(TASK TO COMPLETE): Without omission or alteration, write out all of the data.

+++ RECORDS FOR THIS TASK +++

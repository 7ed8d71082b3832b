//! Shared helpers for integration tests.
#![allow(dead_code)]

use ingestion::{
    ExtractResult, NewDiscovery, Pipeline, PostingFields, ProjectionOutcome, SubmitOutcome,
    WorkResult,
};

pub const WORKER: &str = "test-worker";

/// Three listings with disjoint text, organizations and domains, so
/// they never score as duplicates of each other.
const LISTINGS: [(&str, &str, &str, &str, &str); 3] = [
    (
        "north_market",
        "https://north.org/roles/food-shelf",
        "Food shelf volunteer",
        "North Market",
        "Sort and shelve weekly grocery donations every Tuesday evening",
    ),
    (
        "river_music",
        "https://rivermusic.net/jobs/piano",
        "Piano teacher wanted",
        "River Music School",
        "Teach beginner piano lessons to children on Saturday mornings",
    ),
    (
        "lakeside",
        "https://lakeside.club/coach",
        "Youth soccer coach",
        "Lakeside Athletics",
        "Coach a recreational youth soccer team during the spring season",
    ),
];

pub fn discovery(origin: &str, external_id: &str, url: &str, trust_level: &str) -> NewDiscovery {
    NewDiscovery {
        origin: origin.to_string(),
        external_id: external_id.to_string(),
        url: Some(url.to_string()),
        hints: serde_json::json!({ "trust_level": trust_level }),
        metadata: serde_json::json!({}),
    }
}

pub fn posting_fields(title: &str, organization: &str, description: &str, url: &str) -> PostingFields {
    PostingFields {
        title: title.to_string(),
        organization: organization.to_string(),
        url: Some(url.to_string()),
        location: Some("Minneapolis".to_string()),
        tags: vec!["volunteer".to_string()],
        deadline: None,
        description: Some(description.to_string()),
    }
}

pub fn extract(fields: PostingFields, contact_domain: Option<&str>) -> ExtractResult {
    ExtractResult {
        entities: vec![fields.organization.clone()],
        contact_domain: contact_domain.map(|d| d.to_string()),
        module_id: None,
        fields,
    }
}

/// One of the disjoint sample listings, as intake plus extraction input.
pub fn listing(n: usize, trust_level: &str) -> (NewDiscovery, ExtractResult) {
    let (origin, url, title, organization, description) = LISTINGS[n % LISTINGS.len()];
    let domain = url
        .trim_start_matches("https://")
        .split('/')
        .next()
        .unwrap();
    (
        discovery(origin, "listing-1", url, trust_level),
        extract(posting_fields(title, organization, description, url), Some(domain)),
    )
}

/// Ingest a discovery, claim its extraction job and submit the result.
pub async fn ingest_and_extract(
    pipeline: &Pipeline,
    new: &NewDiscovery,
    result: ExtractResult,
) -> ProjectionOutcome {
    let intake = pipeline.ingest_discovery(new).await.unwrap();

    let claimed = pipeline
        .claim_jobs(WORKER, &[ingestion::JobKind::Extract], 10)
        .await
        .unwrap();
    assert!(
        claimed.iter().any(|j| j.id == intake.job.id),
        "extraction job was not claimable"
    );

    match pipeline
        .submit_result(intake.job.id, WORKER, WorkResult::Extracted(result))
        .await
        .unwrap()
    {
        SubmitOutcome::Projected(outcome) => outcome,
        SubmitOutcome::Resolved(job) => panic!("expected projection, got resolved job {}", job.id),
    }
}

+++

(ANSWER AREA):
repository 7ed8d71082b3832b
//! Shared helpers for integration tests.
#![allow(dead_code)]

use ingestion::{
    ExtractResult, NewDiscovery, Pipeline, PostingFields, ProjectionOutcome, SubmitOutcome,
    WorkResult,
};

pub const WORKER: &str = "test-worker";

/// Three listings with disjoint text, organizations and domains, so
/// they never score as duplicates of each other.
const LISTINGS: [(&str, &str, &str, &str, &str); 3] = [
    (
        "north_market",
        "https://north.org/roles/food-shelf",
        "Food shelf volunteer",
        "North Market",
        "Sort and shelve weekly grocery donations every Tuesday evening",
    ),
    (
        "river_music",
        "https://rivermusic.net/jobs/piano",
        "Piano teacher wanted",
        "River Music School",
        "Teach beginner piano lessons to children on Saturday mornings",
    ),
    (
        "lakeside",
        "https://lakeside.club/coach",
        "Youth soccer coach",
        "Lakeside Athletics",
        "Coach a recreational youth soccer team during the spring season",
    ),
];

pub fn discovery(origin: &str, external_id: &str, url: &str, trust_level: &str) -> NewDiscovery {
    NewDiscovery {
        origin: origin.to_string(),
        external_id: external_id.to_string(),
        url: Some(url.to_string()),
        hints: serde_json::json!({ "trust_level": trust_level }),
        metadata: serde_json::json!({}),
    }
}

pub fn posting_fields(title: &str, organization: &str, description: &str, url: &str) -> PostingFields {
    PostingFields {
        title: title.to_string(),
        organization: organization.to_string(),
        url: Some(url.to_string()),
        location: Some("Minneapolis".to_string()),
        tags: vec!["volunteer".to_string()],
        deadline: None,
        description: Some(description.to_string()),
    }
}

pub fn extract(fields: PostingFields, contact_domain: Option<&str>) -> ExtractResult {
    ExtractResult {
        entities: vec![fields.organization.clone()],
        contact_domain: contact_domain.map(|d| d.to_string()),
        module_id: None,
        fields,
    }
}

/// One of the disjoint sample listings, as intake plus extraction input.
pub fn listing(n: usize, trust_level: &str) -> (NewDiscovery, ExtractResult) {
    let (origin, url, title, organization, description) = LISTINGS[n % LISTINGS.len()];
    let domain = url
        .trim_start_matches("https://")
        .split('/')
        .next()
        .unwrap();
    (
        discovery(origin, "listing-1", url, trust_level),
        extract(posting_fields(title, organization, description, url), Some(domain)),
    )
}

/// Ingest a discovery, claim its extraction job and submit the result.
pub async fn ingest_and_extract(
    pipeline: &Pipeline,
    new: &NewDiscovery,
    result: ExtractResult,
) -> ProjectionOutcome {
    let intake = pipeline.ingest_discovery(new).await.unwrap();

    let claimed = pipeline
        .claim_jobs(WORKER, &[ingestion::JobKind::Extract], 10)
        .await
        .unwrap();
    assert!(
        claimed.iter().any(|j| j.id == intake.job.id),
        "extraction job was not claimable"
    );

    match pipeline
        .submit_result(intake.job.id, WORKER, WorkResult::Extracted(result))
        .await
        .unwrap()
    {
        SubmitOutcome::Projected(outcome) => outcome,
        SubmitOutcome::Resolved(job) => panic!("expected projection, got resolved job {}", job.id),
    }
}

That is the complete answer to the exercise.